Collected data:
########################################
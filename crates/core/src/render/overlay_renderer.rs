use crate::shared::detection_result::DetectionResult;

/// RGBA color for overlay primitives.
#[derive(Clone, Copy, Debug, PartialEq, Eq)]
pub struct Color {
    pub r: u8,
    pub g: u8,
    pub b: u8,
    pub a: u8,
}

impl Color {
    pub const TRANSPARENT: Color = Color {
        r: 0,
        g: 0,
        b: 0,
        a: 0,
    };
    pub const YELLOW: Color = Color {
        r: 255,
        g: 255,
        b: 0,
        a: 255,
    };
}

/// A rectangle primitive in display-surface coordinates.
#[derive(Clone, Debug, PartialEq)]
pub struct RectShape {
    pub x: f64,
    pub y: f64,
    pub width: f64,
    pub height: f64,
    pub fill: Color,
    pub stroke: Color,
    pub stroke_width: f64,
}

/// Visual style applied to every face box.
#[derive(Clone, Copy, Debug)]
pub struct BoxStyle {
    pub fill: Color,
    pub stroke: Color,
    pub stroke_width: f64,
}

impl Default for BoxStyle {
    fn default() -> Self {
        Self {
            fill: Color::TRANSPARENT,
            stroke: Color::YELLOW,
            stroke_width: 2.0,
        }
    }
}

/// Owns the overlay drawn over the live preview.
///
/// Every `render` call replaces the whole shape list, so boxes from an
/// earlier cycle never linger. Must only be driven from the thread that
/// owns the display surface.
pub struct OverlayRenderer {
    shapes: Vec<RectShape>,
    style: BoxStyle,
}

impl OverlayRenderer {
    pub fn new(style: BoxStyle) -> Self {
        Self {
            shapes: Vec::new(),
            style,
        }
    }

    /// Projects one cycle's detections onto a display of the given size.
    ///
    /// Face coordinates are divided by the per-axis frame/display scale
    /// factor. A zero-area display clears the overlay and draws nothing;
    /// so does an empty face list.
    pub fn render(&mut self, result: &DetectionResult, display_width: f64, display_height: f64) {
        self.shapes.clear();

        if result.faces.is_empty()
            || display_width <= 0.0
            || display_height <= 0.0
            || result.frame_width == 0
            || result.frame_height == 0
        {
            return;
        }

        let scale_x = result.frame_width as f64 / display_width;
        let scale_y = result.frame_height as f64 / display_height;

        for face in &result.faces {
            self.shapes.push(RectShape {
                x: face.x as f64 / scale_x,
                y: face.y as f64 / scale_y,
                width: face.width as f64 / scale_x,
                height: face.height as f64 / scale_y,
                fill: self.style.fill,
                stroke: self.style.stroke,
                stroke_width: self.style.stroke_width,
            });
        }
    }

    /// Current overlay, in the order the faces were reported.
    pub fn shapes(&self) -> &[RectShape] {
        &self.shapes
    }
}

impl Default for OverlayRenderer {
    fn default() -> Self {
        Self::new(BoxStyle::default())
    }
}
########################################
▶ **TASK BRIEF**
Exact repetition of every entry in the data is required.

▶ **EXERCISE SOLUTION**
filename crates/core/src/render/overlay_renderer.rs
use crate::shared::detection_result::DetectionResult;

/// RGBA color for overlay primitives.
#[derive(Clone, Copy, Debug, PartialEq, Eq)]
pub struct Color {
    pub r: u8,
    pub g: u8,
    pub b: u8,
    pub a: u8,
}

impl Color {
    pub const TRANSPARENT: Color = Color {
        r: 0,
        g: 0,
        b: 0,
        a: 0,
    };
    pub const YELLOW: Color = Color {
        r: 255,
        g: 255,
        b: 0,
        a: 255,
    };
}

/// A rectangle primitive in display-surface coordinates.
#[derive(Clone, Debug, PartialEq)]
pub struct RectShape {
    pub x: f64,
    pub y: f64,
    pub width: f64,
    pub height: f64,
    pub fill: Color,
    pub stroke: Color,
    pub stroke_width: f64,
}

/// Visual style applied to every face box.
#[derive(Clone, Copy, Debug)]
pub struct BoxStyle {
    pub fill: Color,
    pub stroke: Color,
    pub stroke_width: f64,
}

impl Default for BoxStyle {
    fn default() -> Self {
        Self {
            fill: Color::TRANSPARENT,
            stroke: Color::YELLOW,
            stroke_width: 2.0,
        }
    }
}

/// Owns the overlay drawn over the live preview.
///
/// Every `render` call replaces the whole shape list, so boxes from an
/// earlier cycle never linger. Must only be driven from the thread that
/// owns the display surface.
pub struct OverlayRenderer {
    shapes: Vec<RectShape>,
    style: BoxStyle,
}

impl OverlayRenderer {
    pub fn new(style: BoxStyle) -> Self {
        Self {
            shapes: Vec::new(),
            style,
        }
    }

    /// Projects one cycle's detections onto a display of the given size.
    ///
    /// Face coordinates are divided by the per-axis frame/display scale
    /// factor. A zero-area display clears the overlay and draws nothing;
    /// so does an empty face list.
    pub fn render(&mut self, result: &DetectionResult, display_width: f64, display_height: f64) {
        self.shapes.clear();

        if result.faces.is_empty()
            || display_width <= 0.0
            || display_height <= 0.0
            || result.frame_width == 0
            || result.frame_height == 0
        {
            return;
        }

        let scale_x = result.frame_width as f64 / display_width;
        let scale_y = result.frame_height as f64 / display_height;

        for face in &result.faces {
            self.shapes.push(RectShape {
                x: face.x as f64 / scale_x,
                y: face.y as f64 / scale_y,
                width: face.width as f64 / scale_x,
                height: face.height as f64 / scale_y,
                fill: self.style.fill,
                stroke: self.style.stroke,
                stroke_width: self.style.stroke_width,
            });
        }
    }

    /// Current overlay, in the order the faces were reported.
    pub fn shapes(&self) -> &[RectShape] {
        &self.shapes
    }
}

impl Default for OverlayRenderer {
    fn default() -> Self {
        Self::new(BoxStyle::default())
    }
}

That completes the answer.